## PROBLEM TO SOLVE
Select every line below containing the word "SwivelError".
**** EXERCISE DATA
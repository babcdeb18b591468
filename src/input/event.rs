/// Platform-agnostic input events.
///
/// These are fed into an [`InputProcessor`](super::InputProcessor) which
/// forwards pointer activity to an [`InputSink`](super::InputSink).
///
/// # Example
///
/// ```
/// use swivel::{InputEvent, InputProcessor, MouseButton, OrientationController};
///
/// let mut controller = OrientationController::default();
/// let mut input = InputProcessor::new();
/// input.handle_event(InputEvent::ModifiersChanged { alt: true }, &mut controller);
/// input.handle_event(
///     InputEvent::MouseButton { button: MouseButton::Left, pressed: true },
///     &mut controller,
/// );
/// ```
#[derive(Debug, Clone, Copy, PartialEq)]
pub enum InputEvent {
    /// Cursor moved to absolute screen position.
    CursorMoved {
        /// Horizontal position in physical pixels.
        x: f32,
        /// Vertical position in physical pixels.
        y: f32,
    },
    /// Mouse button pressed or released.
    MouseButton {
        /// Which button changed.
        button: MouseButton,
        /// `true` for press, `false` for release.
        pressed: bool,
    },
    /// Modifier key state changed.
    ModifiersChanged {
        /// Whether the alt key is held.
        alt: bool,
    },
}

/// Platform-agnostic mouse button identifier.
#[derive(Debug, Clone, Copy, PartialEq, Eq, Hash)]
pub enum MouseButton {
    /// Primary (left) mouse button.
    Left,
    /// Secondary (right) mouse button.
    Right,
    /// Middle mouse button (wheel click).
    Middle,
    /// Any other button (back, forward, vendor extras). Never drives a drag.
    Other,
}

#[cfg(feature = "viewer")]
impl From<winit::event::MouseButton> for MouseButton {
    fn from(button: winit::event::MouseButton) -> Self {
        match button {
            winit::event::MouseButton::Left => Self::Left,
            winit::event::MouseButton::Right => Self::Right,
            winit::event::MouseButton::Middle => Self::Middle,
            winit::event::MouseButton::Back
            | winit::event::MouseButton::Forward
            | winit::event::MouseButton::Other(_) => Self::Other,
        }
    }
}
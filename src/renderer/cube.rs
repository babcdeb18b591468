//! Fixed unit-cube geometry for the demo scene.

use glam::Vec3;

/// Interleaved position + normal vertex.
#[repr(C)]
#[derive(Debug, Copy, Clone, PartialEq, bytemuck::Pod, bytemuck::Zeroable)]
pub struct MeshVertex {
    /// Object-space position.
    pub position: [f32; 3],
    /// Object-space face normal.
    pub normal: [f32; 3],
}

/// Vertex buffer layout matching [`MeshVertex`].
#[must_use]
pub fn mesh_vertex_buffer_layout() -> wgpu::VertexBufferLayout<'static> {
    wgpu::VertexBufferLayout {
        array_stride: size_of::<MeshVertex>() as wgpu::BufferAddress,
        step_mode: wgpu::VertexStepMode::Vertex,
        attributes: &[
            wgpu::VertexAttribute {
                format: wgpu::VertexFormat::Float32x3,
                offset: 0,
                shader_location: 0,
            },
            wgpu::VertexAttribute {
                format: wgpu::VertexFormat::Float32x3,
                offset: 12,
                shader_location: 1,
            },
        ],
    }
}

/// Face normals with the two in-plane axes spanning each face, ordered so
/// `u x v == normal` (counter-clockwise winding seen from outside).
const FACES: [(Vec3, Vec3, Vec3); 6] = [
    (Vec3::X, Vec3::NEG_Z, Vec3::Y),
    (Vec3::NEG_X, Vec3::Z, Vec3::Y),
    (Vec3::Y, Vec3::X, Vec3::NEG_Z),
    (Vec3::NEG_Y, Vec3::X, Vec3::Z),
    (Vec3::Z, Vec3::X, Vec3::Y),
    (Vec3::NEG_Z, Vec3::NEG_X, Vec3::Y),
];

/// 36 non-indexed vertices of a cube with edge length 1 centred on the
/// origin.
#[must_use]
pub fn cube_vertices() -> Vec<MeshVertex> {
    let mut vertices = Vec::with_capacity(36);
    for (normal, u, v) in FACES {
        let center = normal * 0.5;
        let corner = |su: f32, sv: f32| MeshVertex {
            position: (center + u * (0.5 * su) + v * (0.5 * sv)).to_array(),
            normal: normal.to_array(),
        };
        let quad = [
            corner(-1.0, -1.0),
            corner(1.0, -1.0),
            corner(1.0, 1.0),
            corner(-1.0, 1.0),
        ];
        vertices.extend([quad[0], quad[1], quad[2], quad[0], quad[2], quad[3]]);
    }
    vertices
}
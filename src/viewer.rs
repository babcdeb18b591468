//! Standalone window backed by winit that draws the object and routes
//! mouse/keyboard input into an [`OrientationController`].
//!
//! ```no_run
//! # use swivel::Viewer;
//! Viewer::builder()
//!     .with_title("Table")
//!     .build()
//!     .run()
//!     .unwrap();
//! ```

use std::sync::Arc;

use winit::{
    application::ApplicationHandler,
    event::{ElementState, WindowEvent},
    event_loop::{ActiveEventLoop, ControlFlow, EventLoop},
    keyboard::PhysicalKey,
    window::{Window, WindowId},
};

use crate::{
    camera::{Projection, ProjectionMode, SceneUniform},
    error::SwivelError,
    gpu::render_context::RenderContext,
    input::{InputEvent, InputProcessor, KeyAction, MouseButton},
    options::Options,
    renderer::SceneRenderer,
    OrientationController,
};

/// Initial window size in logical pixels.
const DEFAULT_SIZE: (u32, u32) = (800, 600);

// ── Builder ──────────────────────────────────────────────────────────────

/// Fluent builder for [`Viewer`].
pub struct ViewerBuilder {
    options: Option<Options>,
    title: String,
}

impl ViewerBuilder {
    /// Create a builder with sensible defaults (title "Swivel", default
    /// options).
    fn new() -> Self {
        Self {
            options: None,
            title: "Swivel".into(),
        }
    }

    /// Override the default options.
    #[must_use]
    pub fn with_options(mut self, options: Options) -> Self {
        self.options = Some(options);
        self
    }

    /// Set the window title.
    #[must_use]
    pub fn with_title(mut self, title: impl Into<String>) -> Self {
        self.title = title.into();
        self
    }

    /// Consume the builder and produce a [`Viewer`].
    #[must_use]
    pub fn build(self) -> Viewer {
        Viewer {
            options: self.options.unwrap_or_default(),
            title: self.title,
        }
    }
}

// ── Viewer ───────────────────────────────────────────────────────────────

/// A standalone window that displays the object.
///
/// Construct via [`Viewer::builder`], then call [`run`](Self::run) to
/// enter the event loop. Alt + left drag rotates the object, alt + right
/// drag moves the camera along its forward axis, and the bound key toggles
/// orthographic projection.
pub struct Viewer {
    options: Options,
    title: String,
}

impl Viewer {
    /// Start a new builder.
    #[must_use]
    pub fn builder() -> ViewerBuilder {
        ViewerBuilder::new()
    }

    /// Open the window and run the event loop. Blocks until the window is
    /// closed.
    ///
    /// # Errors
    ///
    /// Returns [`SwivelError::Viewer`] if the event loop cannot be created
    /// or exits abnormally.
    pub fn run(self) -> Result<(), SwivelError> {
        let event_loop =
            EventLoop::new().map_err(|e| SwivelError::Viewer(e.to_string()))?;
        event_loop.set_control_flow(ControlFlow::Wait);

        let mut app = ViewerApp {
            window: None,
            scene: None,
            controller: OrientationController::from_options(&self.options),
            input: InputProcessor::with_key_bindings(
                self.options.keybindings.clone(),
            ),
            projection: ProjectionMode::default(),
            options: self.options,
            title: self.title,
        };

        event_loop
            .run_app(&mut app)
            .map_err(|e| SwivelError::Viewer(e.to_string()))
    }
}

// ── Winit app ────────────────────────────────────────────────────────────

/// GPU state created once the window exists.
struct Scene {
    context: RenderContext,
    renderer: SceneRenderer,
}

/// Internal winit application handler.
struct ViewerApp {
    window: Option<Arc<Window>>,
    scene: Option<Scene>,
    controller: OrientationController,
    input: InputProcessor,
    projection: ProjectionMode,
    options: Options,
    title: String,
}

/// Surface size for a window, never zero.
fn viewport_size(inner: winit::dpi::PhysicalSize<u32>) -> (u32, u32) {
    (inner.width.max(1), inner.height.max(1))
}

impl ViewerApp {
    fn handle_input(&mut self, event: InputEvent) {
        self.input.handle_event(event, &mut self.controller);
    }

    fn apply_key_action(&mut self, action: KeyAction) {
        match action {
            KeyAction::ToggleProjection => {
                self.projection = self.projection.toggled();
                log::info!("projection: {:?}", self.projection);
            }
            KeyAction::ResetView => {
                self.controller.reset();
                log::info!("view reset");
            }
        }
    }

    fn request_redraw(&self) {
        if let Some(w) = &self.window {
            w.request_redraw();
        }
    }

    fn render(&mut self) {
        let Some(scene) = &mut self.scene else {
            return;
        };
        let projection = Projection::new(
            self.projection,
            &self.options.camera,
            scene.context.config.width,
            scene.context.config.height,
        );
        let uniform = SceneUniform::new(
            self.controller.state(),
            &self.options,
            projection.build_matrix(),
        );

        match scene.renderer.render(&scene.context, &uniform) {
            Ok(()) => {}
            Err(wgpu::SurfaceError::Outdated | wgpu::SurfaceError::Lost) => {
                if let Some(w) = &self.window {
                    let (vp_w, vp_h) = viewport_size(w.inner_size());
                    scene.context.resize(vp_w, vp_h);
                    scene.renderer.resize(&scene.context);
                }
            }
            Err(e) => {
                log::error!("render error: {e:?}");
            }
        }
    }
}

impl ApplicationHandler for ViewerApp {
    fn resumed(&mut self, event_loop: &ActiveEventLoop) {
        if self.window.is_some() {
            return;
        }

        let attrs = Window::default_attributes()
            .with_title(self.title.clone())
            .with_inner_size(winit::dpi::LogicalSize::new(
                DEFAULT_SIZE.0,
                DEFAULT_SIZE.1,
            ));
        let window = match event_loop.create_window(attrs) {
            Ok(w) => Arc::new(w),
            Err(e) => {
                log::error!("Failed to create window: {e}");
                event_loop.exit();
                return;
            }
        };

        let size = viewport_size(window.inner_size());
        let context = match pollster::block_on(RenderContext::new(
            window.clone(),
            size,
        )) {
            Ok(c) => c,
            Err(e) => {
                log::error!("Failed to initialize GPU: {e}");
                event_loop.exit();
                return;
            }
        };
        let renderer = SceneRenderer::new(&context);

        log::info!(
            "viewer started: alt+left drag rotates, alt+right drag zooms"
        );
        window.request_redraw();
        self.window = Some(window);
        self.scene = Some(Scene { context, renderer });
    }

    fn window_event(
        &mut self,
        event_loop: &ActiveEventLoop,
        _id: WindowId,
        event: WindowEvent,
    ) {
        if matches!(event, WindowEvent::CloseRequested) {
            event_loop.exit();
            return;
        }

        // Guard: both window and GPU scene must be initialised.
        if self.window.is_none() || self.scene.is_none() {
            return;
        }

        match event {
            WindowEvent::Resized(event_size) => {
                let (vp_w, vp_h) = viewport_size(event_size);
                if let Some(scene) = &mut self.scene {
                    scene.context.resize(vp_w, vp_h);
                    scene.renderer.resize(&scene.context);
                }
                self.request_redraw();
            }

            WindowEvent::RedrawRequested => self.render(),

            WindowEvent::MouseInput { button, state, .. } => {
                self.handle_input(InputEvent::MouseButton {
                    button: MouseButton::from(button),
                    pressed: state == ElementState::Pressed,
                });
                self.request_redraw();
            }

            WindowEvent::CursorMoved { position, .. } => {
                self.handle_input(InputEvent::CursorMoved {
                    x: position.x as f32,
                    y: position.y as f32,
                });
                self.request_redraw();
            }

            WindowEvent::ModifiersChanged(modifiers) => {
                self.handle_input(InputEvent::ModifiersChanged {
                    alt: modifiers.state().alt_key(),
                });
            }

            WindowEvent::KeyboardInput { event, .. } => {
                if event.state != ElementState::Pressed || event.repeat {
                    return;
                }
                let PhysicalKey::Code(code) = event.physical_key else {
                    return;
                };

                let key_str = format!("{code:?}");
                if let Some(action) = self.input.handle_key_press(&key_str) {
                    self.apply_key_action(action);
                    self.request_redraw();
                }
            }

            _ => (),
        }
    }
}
********
## FINISHED EXERCISE
    error::SwivelError,
    /// Returns [`SwivelError::Viewer`] if the event loop cannot be created
    pub fn run(self) -> Result<(), SwivelError> {
            EventLoop::new().map_err(|e| SwivelError::Viewer(e.to_string()))?;
            .map_err(|e| SwivelError::Viewer(e.to_string()))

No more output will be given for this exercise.